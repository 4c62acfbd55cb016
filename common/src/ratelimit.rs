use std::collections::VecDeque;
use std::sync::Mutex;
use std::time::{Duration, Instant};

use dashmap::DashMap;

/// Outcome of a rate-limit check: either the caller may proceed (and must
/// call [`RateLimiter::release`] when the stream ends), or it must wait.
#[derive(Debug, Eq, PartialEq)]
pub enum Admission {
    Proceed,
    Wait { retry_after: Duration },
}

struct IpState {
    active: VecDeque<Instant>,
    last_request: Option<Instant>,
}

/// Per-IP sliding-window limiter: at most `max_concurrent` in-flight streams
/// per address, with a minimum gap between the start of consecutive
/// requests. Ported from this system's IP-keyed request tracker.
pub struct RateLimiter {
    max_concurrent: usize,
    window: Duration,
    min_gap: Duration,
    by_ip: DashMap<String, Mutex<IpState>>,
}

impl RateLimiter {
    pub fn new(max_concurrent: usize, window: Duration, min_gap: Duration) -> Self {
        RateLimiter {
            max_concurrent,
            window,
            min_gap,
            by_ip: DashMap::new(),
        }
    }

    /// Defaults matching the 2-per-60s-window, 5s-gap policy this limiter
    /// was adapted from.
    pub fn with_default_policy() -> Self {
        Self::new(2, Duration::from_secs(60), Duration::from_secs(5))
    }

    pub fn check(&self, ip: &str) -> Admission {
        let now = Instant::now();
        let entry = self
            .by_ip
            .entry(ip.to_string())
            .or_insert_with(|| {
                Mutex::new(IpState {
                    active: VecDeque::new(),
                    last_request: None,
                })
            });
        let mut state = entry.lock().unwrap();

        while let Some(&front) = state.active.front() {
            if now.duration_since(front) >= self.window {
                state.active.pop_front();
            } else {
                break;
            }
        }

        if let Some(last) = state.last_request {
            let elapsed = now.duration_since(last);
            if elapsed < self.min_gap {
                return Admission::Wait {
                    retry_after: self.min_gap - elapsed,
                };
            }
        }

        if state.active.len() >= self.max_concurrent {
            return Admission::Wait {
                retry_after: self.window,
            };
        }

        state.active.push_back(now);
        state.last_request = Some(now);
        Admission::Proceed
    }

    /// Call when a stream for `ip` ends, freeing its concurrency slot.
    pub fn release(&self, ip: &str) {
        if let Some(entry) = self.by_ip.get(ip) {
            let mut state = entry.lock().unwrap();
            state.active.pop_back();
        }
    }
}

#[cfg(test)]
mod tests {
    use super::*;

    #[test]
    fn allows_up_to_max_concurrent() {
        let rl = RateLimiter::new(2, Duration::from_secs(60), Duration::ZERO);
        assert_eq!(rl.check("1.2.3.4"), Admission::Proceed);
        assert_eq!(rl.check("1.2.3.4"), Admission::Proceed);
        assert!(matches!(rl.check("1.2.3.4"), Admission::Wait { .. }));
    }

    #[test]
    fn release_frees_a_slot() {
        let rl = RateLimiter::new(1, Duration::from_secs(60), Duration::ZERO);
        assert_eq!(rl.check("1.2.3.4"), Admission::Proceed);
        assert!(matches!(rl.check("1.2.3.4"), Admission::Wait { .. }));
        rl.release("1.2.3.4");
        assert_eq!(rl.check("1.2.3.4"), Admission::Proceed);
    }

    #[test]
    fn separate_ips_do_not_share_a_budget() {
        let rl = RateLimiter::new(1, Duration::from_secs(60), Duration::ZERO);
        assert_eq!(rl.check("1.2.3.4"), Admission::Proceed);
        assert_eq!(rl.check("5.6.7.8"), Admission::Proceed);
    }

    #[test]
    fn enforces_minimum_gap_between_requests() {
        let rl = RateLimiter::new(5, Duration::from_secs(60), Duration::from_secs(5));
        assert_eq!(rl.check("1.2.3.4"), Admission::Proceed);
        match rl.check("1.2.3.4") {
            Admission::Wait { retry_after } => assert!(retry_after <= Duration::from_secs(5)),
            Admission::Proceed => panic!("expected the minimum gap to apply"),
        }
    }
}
* * * *
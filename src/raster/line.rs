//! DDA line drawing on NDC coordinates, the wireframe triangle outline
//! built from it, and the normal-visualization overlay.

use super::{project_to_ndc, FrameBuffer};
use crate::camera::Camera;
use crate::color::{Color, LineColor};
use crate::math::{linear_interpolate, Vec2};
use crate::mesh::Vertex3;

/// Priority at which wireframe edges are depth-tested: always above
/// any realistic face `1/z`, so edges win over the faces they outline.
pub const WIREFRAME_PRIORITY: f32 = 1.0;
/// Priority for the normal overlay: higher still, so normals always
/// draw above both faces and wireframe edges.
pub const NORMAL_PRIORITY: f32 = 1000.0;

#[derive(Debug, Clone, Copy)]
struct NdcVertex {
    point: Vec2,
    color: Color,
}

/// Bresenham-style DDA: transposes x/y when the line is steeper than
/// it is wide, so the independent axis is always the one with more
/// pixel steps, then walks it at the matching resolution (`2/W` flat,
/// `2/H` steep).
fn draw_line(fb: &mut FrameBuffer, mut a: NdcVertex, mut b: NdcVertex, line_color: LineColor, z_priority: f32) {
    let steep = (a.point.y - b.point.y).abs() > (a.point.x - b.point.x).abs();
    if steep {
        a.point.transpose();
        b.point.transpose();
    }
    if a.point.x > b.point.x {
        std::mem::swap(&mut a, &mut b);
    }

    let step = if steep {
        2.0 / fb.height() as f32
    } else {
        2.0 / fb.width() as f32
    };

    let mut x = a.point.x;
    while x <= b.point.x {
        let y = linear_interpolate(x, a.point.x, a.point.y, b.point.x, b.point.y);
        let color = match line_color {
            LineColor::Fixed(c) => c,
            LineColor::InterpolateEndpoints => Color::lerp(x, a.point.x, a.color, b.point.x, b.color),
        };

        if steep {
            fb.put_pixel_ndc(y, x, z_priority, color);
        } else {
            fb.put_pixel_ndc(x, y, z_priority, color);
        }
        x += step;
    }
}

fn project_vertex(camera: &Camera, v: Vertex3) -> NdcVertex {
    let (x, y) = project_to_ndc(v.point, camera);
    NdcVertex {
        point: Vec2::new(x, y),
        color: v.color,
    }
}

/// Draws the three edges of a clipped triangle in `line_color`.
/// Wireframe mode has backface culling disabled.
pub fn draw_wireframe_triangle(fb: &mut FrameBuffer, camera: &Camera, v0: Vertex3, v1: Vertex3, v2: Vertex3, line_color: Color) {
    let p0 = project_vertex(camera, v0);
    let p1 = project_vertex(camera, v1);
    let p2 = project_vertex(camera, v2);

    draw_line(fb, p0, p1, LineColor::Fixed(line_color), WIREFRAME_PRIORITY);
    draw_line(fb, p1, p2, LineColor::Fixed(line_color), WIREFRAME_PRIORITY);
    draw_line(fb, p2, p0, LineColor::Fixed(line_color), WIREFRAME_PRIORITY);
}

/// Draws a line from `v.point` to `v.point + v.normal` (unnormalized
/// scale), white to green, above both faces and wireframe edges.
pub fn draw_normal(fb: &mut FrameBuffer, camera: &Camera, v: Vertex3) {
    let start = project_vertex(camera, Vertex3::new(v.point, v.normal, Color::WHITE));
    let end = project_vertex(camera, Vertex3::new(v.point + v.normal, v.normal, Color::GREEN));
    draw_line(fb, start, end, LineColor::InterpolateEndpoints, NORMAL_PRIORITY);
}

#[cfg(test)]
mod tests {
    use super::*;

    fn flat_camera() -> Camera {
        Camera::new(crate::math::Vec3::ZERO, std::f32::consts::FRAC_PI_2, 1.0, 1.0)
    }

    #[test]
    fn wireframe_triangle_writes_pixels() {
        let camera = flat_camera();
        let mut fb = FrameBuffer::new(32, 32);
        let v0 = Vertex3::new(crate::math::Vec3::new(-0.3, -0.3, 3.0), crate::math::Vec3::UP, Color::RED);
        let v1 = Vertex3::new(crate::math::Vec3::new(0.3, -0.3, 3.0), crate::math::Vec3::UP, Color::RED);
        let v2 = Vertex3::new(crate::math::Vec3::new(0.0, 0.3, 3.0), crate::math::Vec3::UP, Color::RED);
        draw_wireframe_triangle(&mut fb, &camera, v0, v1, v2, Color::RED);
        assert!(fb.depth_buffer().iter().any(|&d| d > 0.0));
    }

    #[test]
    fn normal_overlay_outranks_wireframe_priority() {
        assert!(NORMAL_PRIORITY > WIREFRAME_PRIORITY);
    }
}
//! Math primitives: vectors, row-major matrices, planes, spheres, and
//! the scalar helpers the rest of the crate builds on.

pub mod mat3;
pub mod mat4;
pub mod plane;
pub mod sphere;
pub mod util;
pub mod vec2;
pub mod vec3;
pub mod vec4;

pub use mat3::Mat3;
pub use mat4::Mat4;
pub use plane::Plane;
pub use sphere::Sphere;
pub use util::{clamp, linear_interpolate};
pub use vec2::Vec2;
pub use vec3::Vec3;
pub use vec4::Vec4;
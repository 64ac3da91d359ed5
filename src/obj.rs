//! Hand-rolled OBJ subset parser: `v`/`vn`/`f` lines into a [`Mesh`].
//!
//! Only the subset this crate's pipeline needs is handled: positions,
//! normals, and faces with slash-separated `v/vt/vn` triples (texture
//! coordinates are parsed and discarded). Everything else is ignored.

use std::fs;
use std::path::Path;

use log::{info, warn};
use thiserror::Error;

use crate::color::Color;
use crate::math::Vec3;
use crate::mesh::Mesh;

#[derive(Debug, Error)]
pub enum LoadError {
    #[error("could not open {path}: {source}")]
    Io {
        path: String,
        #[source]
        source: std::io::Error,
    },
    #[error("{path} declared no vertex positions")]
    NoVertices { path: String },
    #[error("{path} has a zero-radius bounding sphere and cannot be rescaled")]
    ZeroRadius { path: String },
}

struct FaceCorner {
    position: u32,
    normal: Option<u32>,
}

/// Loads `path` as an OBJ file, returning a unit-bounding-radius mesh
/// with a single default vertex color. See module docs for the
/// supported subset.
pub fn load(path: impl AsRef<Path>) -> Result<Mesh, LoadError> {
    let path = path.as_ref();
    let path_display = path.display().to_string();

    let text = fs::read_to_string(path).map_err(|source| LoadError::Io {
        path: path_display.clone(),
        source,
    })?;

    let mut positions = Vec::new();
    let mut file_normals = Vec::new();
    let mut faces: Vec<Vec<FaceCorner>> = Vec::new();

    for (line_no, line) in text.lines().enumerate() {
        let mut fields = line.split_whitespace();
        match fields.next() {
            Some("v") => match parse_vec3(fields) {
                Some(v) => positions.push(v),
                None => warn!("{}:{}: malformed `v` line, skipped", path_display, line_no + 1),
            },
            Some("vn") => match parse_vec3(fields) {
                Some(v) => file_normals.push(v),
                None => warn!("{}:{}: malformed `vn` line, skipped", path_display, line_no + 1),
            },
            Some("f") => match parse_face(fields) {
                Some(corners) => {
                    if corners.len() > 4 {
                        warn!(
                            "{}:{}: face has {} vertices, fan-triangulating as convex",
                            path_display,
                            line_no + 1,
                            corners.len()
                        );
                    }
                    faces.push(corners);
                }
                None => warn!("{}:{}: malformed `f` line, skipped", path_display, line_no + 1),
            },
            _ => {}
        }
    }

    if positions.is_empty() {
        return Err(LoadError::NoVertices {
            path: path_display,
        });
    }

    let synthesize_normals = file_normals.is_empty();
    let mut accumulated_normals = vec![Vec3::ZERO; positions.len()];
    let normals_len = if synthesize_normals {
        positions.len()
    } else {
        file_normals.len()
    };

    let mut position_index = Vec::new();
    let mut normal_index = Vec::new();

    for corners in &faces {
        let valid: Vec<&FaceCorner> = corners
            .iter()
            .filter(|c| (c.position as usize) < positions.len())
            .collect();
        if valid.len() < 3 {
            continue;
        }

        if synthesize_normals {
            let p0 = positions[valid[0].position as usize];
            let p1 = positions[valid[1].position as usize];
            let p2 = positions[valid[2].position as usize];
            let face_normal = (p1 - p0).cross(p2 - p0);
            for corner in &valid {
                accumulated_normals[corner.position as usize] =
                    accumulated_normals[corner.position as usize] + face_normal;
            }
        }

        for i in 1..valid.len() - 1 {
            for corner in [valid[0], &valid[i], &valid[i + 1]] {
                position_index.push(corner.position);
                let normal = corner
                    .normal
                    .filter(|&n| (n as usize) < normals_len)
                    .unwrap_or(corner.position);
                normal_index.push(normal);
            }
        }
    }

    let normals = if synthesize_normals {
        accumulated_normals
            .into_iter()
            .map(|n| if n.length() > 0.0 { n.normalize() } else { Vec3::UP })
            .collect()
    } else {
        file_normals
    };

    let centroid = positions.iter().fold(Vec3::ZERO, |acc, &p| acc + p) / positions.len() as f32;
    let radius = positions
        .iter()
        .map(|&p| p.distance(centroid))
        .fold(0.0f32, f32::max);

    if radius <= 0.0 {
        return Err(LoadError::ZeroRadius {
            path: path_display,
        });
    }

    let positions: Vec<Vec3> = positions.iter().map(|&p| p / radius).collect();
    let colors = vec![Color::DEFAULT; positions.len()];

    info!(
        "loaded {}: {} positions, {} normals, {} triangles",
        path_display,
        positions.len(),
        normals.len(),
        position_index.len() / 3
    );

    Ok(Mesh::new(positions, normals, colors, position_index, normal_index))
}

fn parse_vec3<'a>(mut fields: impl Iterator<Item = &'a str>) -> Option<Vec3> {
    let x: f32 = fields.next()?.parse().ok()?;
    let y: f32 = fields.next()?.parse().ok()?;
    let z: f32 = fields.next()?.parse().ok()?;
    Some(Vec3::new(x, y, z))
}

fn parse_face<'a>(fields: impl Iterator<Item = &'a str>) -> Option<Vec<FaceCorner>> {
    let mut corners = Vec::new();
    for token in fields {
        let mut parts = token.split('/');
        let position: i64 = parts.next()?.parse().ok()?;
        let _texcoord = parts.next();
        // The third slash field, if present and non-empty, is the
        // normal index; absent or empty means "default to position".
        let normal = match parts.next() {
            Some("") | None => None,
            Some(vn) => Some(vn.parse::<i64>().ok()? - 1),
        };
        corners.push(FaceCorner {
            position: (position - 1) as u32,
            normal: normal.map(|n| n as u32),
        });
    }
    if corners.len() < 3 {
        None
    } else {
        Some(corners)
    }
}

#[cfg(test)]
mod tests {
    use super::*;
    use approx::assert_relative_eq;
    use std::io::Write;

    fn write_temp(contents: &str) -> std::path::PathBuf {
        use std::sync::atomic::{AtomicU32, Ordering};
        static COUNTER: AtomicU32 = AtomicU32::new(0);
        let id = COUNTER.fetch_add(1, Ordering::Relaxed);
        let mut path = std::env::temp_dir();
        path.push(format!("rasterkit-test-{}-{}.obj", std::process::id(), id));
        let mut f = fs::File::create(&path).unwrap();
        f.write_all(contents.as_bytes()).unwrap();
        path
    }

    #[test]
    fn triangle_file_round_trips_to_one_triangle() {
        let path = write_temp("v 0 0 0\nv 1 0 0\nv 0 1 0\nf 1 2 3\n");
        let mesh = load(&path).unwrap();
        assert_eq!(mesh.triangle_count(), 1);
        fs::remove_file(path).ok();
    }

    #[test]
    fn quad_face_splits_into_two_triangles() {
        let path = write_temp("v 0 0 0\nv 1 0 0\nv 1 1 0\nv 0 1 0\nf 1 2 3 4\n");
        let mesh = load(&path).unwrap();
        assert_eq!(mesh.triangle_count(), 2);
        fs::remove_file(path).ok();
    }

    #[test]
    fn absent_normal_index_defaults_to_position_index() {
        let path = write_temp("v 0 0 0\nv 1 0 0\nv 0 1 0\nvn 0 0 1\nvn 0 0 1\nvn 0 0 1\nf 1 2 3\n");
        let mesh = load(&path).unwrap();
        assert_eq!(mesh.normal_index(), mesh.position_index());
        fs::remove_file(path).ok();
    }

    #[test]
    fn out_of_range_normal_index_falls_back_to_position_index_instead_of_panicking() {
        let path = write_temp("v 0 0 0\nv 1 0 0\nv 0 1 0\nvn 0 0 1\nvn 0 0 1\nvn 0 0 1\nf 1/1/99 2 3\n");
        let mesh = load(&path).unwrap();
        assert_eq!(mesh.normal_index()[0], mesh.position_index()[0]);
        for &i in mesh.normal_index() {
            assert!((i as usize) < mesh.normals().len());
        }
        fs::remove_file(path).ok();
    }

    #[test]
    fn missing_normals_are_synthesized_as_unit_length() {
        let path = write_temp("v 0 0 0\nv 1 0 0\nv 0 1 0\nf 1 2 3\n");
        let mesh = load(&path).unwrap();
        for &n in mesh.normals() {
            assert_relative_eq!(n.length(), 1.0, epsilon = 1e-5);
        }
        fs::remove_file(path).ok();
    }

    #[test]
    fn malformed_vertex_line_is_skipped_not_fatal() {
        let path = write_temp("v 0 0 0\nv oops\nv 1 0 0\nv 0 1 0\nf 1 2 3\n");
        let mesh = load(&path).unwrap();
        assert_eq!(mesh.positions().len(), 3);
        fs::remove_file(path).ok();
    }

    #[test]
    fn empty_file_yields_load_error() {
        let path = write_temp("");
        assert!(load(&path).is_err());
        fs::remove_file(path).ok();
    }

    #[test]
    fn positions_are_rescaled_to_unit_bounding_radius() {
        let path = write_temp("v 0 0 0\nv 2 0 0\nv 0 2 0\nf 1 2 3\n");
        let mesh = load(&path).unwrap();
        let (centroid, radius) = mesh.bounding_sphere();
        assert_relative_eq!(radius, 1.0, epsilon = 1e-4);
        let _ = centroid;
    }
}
* * * *
▶ [Exercise requirements]:
The response must hold only the lines above from the line with "repository 4c62acfbd55cb016" through the line with "policy this limiter", each copied exactly, both ends kept.

▶ [Written response]:
repository 4c62acfbd55cb016
filename common/src/ratelimit.rs
use std::collections::VecDeque;
use std::sync::Mutex;
use std::time::{Duration, Instant};

use dashmap::DashMap;

/// Outcome of a rate-limit check: either the caller may proceed (and must
/// call [`RateLimiter::release`] when the stream ends), or it must wait.
#[derive(Debug, Eq, PartialEq)]
pub enum Admission {
    Proceed,
    Wait { retry_after: Duration },
}

struct IpState {
    active: VecDeque<Instant>,
    last_request: Option<Instant>,
}

/// Per-IP sliding-window limiter: at most `max_concurrent` in-flight streams
/// per address, with a minimum gap between the start of consecutive
/// requests. Ported from this system's IP-keyed request tracker.
pub struct RateLimiter {
    max_concurrent: usize,
    window: Duration,
    min_gap: Duration,
    by_ip: DashMap<String, Mutex<IpState>>,
}

impl RateLimiter {
    pub fn new(max_concurrent: usize, window: Duration, min_gap: Duration) -> Self {
        RateLimiter {
            max_concurrent,
            window,
            min_gap,
            by_ip: DashMap::new(),
        }
    }

    /// Defaults matching the 2-per-60s-window, 5s-gap policy this limiter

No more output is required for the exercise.